**Your objective**
Show all lines of the entries in which the word "impl" is found.

**Records provided**
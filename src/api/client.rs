use std::path::Path;
use std::time::Duration;

use bytes::Bytes;
use reqwest::Body;
use reqwest::multipart::{Form, Part};
use serde_json::{Map, Value};
use tracing::{debug, info};

use super::PredictionService;
use super::transport::{CallSpec, send_with_retry};
use super::types::{Envelope, Prediction, Submission, UploadedFile};
use crate::config::WavespeedConfig;
use crate::error::{Error, Result};
use crate::retry::{Backoff, Deadline, RetryPolicy, RunOptions};
use crate::runner;

pub const DEFAULT_BASE_URL: &str = "https://api.wavespeed.ai";

const CONNECT_TIMEOUT: Duration = Duration::from_secs(10);

/// Client for the WaveSpeed prediction API.
///
/// Cheap to clone; holds no per-call state, so concurrent runs on the same
/// client are independent.
#[derive(Clone)]
pub struct Client {
    api_key: String,
    base_url: String,
    http: reqwest::Client,
    policy: RetryPolicy,
    enable_sync_mode: bool,
}

impl std::fmt::Debug for Client {
    fn fmt(&self, f: &mut std::fmt::Formatter<'_>) -> std::fmt::Result {
        f.debug_struct("Client")
            .field("api_key", &"<redacted>")
            .field("base_url", &self.base_url)
            .field("policy", &self.policy)
            .field("enable_sync_mode", &self.enable_sync_mode)
            .finish()
    }
}

impl Client {
    pub fn new(api_key: impl Into<String>) -> Result<Self> {
        Self::with_base_url(api_key, DEFAULT_BASE_URL)
    }

    /// Create a client pointing at a custom base URL (useful for testing).
    pub fn with_base_url(api_key: impl Into<String>, base_url: impl Into<String>) -> Result<Self> {
        let api_key = api_key.into();
        if api_key.trim().is_empty() {
            return Err(Error::MissingApiKey);
        }
        let base_url = base_url.into().trim_end_matches('/').to_string();
        if base_url.is_empty() {
            return Err(Error::Config("base URL must not be empty".into()));
        }
        let http = reqwest::Client::builder()
            .connect_timeout(CONNECT_TIMEOUT)
            .build()
            .map_err(|e| Error::Config(format!("failed to build HTTP client: {e}")))?;
        Ok(Self {
            api_key,
            base_url,
            http,
            policy: RetryPolicy::default(),
            enable_sync_mode: false,
        })
    }

    pub fn from_config(config: &WavespeedConfig) -> Result<Self> {
        Ok(Self::with_base_url(&config.api_key, &config.base_url)?
            .with_policy(config.retry_policy())
            .with_sync_mode(config.enable_sync_mode))
    }

    /// Load `wavespeed.toml` and the environment, then build a client.
    pub fn from_env() -> Result<Self> {
        Self::from_config(&WavespeedConfig::load()?)
    }

    pub fn with_policy(mut self, policy: RetryPolicy) -> Self {
        self.policy = policy;
        self
    }

    pub fn with_sync_mode(mut self, enabled: bool) -> Self {
        self.enable_sync_mode = enabled;
        self
    }

    pub fn policy(&self) -> &RetryPolicy {
        &self.policy
    }

    pub fn base_url(&self) -> &str {
        &self.base_url
    }

    /// Run `model` on `input` and wait for the finished prediction, using the
    /// client defaults.
    pub async fn run(&self, model: &str, input: &Value) -> Result<Prediction> {
        self.run_with_options(model, input, &RunOptions::default()).await
    }

    /// Like [`run`](Self::run), with per-call overrides.
    ///
    /// The whole submit-and-wait sequence is retried up to `max_retries`
    /// times on retryable failures; every retry submits a new remote job.
    pub async fn run_with_options(
        &self,
        model: &str,
        input: &Value,
        options: &RunOptions,
    ) -> Result<Prediction> {
        let input = validate(model, input)?;
        let policy = options.apply(&self.policy);
        let sync = options.sync_mode(self.enable_sync_mode);
        runner::run_task(self, model, input, sync, &policy).await
    }

    /// Submit a prediction without waiting for it.
    ///
    /// In sync mode the request itself waits for the result, so the overall
    /// timeout bounds it and its retries.
    pub async fn submit(
        &self,
        model: &str,
        input: &Value,
        options: &RunOptions,
    ) -> Result<Submission> {
        let input = validate(model, input)?;
        let policy = options.apply(&self.policy);
        let sync = options.sync_mode(self.enable_sync_mode);
        let budget = if sync { policy.wait_deadline() } else { None };
        self.create_prediction(model, input, sync, &policy, budget)
            .await
    }

    /// Fetch the current state of a prediction once.
    pub async fn get_result(&self, id: &str) -> Result<Prediction> {
        self.fetch_prediction(id, &self.policy, None).await
    }

    /// Poll a submitted prediction until it completes, fails or times out.
    pub async fn wait(&self, id: &str, options: &RunOptions) -> Result<Prediction> {
        let policy = options.apply(&self.policy);
        runner::wait_for_completion(self, id, &policy).await
    }

    /// Upload a local file and return its download URL.
    pub async fn upload(&self, path: impl AsRef<Path>) -> Result<String> {
        self.upload_with_options(path, &RunOptions::default()).await
    }

    /// Like [`upload`](Self::upload), with per-call overrides of the
    /// connection retry settings.
    pub async fn upload_with_options(
        &self,
        path: impl AsRef<Path>,
        options: &RunOptions,
    ) -> Result<String> {
        Ok(self.upload_file(path, options).await?.download_url)
    }

    /// Upload a local file and return everything the service reported about it.
    pub async fn upload_file(
        &self,
        path: impl AsRef<Path>,
        options: &RunOptions,
    ) -> Result<UploadedFile> {
        let path = path.as_ref();
        match tokio::fs::metadata(path).await {
            Ok(meta) if meta.is_file() => {}
            Ok(_) => return Err(Error::FileNotFound(path.to_path_buf())),
            Err(e) if e.kind() == std::io::ErrorKind::NotFound => {
                return Err(Error::FileNotFound(path.to_path_buf()));
            }
            Err(e) => return Err(e.into()),
        }

        // Read once; every attempt shares the same buffer.
        let contents = Bytes::from(tokio::fs::read(path).await?);
        let size = contents.len() as u64;
        let filename = path
            .file_name()
            .map(|n| n.to_string_lossy().into_owned())
            .unwrap_or_else(|| "upload".to_string());
        let policy = options.apply(&self.policy);
        debug!(file = %path.display(), size, "uploading file");

        let url = format!("{}/api/v3/media/upload/binary", self.base_url);
        let spec = CallSpec {
            idempotent: false,
            backoff: Backoff::Exponential,
            deadline: policy.request_timeout,
            budget: None,
        };
        let response = send_with_retry(&policy, spec, || {
            let part = Part::stream_with_length(Body::from(contents.clone()), size)
                .file_name(filename.clone());
            self.http
                .post(&url)
                .bearer_auth(&self.api_key)
                .multipart(Form::new().part("file", part))
        })
        .await?
        .into_success()?;

        let envelope: Envelope<UploadedFile> = response.json()?;
        if envelope.code != Some(200) {
            return Err(Error::UploadFailed(
                envelope
                    .message
                    .unwrap_or_else(|| "unknown error".to_string()),
            ));
        }
        let file = envelope
            .data
            .filter(|d| !d.download_url.is_empty())
            .ok_or(Error::MissingDownloadUrl)?;
        info!(url = %file.download_url, "file uploaded");
        Ok(file)
    }
}

impl PredictionService for Client {
    async fn create_prediction(
        &self,
        model: &str,
        input: &Map<String, Value>,
        sync: bool,
        policy: &RetryPolicy,
        budget: Option<Deadline>,
    ) -> Result<Submission> {
        let url = format!("{}/api/v3/{}", self.base_url, model);
        let mut body = input.clone();
        if sync {
            body.insert("enable_sync_mode".to_string(), Value::Bool(true));
        }
        let spec = CallSpec {
            idempotent: false,
            backoff: Backoff::Exponential,
            deadline: policy.submit_deadline(sync),
            budget,
        };
        debug!(model, sync, "submitting prediction");

        let response = send_with_retry(policy, spec, || {
            self.http
                .post(&url)
                .bearer_auth(&self.api_key)
                .json(&body)
        })
        .await?
        .into_success()?;

        if sync {
            let envelope: Envelope<Prediction> = response.json()?;
            let prediction = envelope.data.ok_or_else(|| {
                Error::UnexpectedResponse("sync response has no data".to_string())
            })?;
            return Ok(Submission::Finished(prediction));
        }

        let envelope: Envelope<Value> = response.json()?;
        let id = envelope
            .data
            .as_ref()
            .and_then(|d| d.get("id"))
            .and_then(Value::as_str)
            .filter(|id| !id.is_empty())
            .ok_or(Error::MissingRequestId)?;
        debug!(model, id, "prediction submitted");
        Ok(Submission::Pending(id.to_string()))
    }

    async fn fetch_prediction(
        &self,
        id: &str,
        policy: &RetryPolicy,
        budget: Option<Deadline>,
    ) -> Result<Prediction> {
        let url = format!("{}/api/v3/predictions/{}/result", self.base_url, id);
        let spec = CallSpec {
            idempotent: true,
            backoff: Backoff::Linear,
            deadline: policy.request_timeout,
            budget,
        };

        let response = send_with_retry(policy, spec, || {
            self.http.get(&url).bearer_auth(&self.api_key)
        })
        .await?
        .into_success()?;

        let envelope: Envelope<Prediction> = response.json()?;
        envelope
            .data
            .ok_or_else(|| Error::UnexpectedResponse(format!("no data for prediction {id}")))
    }
}

fn validate<'a>(model: &str, input: &'a Value) -> Result<&'a Map<String, Value>> {
    if model.trim().is_empty() {
        return Err(Error::InvalidInput("model must not be empty".into()));
    }
    input
        .as_object()
        .ok_or_else(|| Error::InvalidInput("input must be a JSON object".into()))
}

**Problem solution**
impl std::fmt::Debug for Client {
impl Client {
    pub fn new(api_key: impl Into<String>) -> Result<Self> {
    pub fn with_base_url(api_key: impl Into<String>, base_url: impl Into<String>) -> Result<Self> {
    pub async fn upload(&self, path: impl AsRef<Path>) -> Result<String> {
        path: impl AsRef<Path>,
        path: impl AsRef<Path>,
impl PredictionService for Client {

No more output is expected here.